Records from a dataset
============================================================

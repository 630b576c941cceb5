//! Application state and component construction
//!
//! All clients are built once at startup from configuration and injected
//! into the handlers through [`AppState`]; nothing is constructed at
//! request time, and tests swap in memory stores plus the mock provider.

use std::sync::Arc;

use abforge_llm::{
    AzureOpenAIProvider, ChatClient, CodeGenerator, CodeGeneratorConfig, MockProvider,
    OpenAIProvider,
};
use abforge_store::{
    BindingStore, BlobStore, DocumentStore, GeneratedCodeStore, HttpBlobStore, HttpDocumentStore,
    KnowledgeStore, MemoryBlobStore, MemoryDocumentStore,
};
use anyhow::Result;
use tracing::info;

use crate::config::{LlmProviderKind, ServerConfig, StoreConfig};

/// Application state shared by all handlers
#[derive(Clone)]
pub struct AppState {
    pub bindings: BindingStore,
    pub knowledge: KnowledgeStore,
    pub generated: GeneratedCodeStore,
    pub generator: Arc<CodeGenerator>,
    pub max_example_file_bytes: u64,
}

impl AppState {
    /// Assemble state from explicit components
    pub fn new(
        docs: Arc<dyn DocumentStore>,
        blobs: Arc<dyn BlobStore>,
        client: Arc<dyn ChatClient>,
        generator_config: CodeGeneratorConfig,
        max_example_file_bytes: u64,
    ) -> Self {
        Self {
            bindings: BindingStore::new(docs.clone()),
            knowledge: KnowledgeStore::new(docs.clone(), blobs),
            generated: GeneratedCodeStore::new(docs),
            generator: Arc::new(CodeGenerator::new(client, generator_config)),
            max_example_file_bytes,
        }
    }
}

/// Build application state from configuration
pub fn build_state(config: &ServerConfig) -> Result<AppState> {
    let (docs, blobs): (Arc<dyn DocumentStore>, Arc<dyn BlobStore>) = match &config.store {
        StoreConfig::Memory => {
            info!("Using in-memory stores");
            (
                Arc::new(MemoryDocumentStore::new()),
                Arc::new(MemoryBlobStore::new()),
            )
        }
        StoreConfig::Api {
            document_base_url,
            blob_base_url,
            api_key,
        } => {
            info!(
                "Using HTTP stores: documents={} blobs={}",
                document_base_url, blob_base_url
            );
            (
                Arc::new(HttpDocumentStore::new(
                    document_base_url.clone(),
                    api_key.clone(),
                )?),
                Arc::new(HttpBlobStore::new(blob_base_url.clone(), api_key.clone())?),
            )
        }
    };

    let client: Arc<dyn ChatClient> = match config.llm.provider {
        LlmProviderKind::AzureOpenAI => {
            // validate() has already established these are present
            let endpoint = config.llm.endpoint.clone().unwrap_or_default();
            let api_key = config.llm.api_key.clone().unwrap_or_default();
            let mut provider =
                AzureOpenAIProvider::new(endpoint, api_key, config.llm.deployment.clone());
            if let Some(api_version) = &config.llm.api_version {
                provider = provider.with_api_version(api_version.clone());
            }
            Arc::new(provider)
        }
        LlmProviderKind::OpenAI => Arc::new(OpenAIProvider::new(
            config.llm.api_key.clone().unwrap_or_default(),
        )),
        LlmProviderKind::Mock => Arc::new(MockProvider::new()),
    };
    info!("Using completion provider: {}", client.name());

    let generator_config = CodeGeneratorConfig::new(config.llm.deployment.clone())
        .with_max_tokens(config.llm.max_tokens)
        .with_temperature(config.llm.temperature);

    Ok(AppState::new(
        docs,
        blobs,
        client,
        generator_config,
        config.max_example_file_bytes,
    ))
}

============================================================

_THE PROBLEM_
Begin with the line that contains "Arc::new(provider)" and end with the last line of the data. Repeat those two lines and all between them exactly.

_RESULT OF THE TASK_
            Arc::new(provider)
        }
        LlmProviderKind::OpenAI => Arc::new(OpenAIProvider::new(
            config.llm.api_key.clone().unwrap_or_default(),
        )),
        LlmProviderKind::Mock => Arc::new(MockProvider::new()),
    };
    info!("Using completion provider: {}", client.name());

    let generator_config = CodeGeneratorConfig::new(config.llm.deployment.clone())
        .with_max_tokens(config.llm.max_tokens)
        .with_temperature(config.llm.temperature);

    Ok(AppState::new(
        docs,
        blobs,
        client,
        generator_config,
        config.max_example_file_bytes,
    ))
}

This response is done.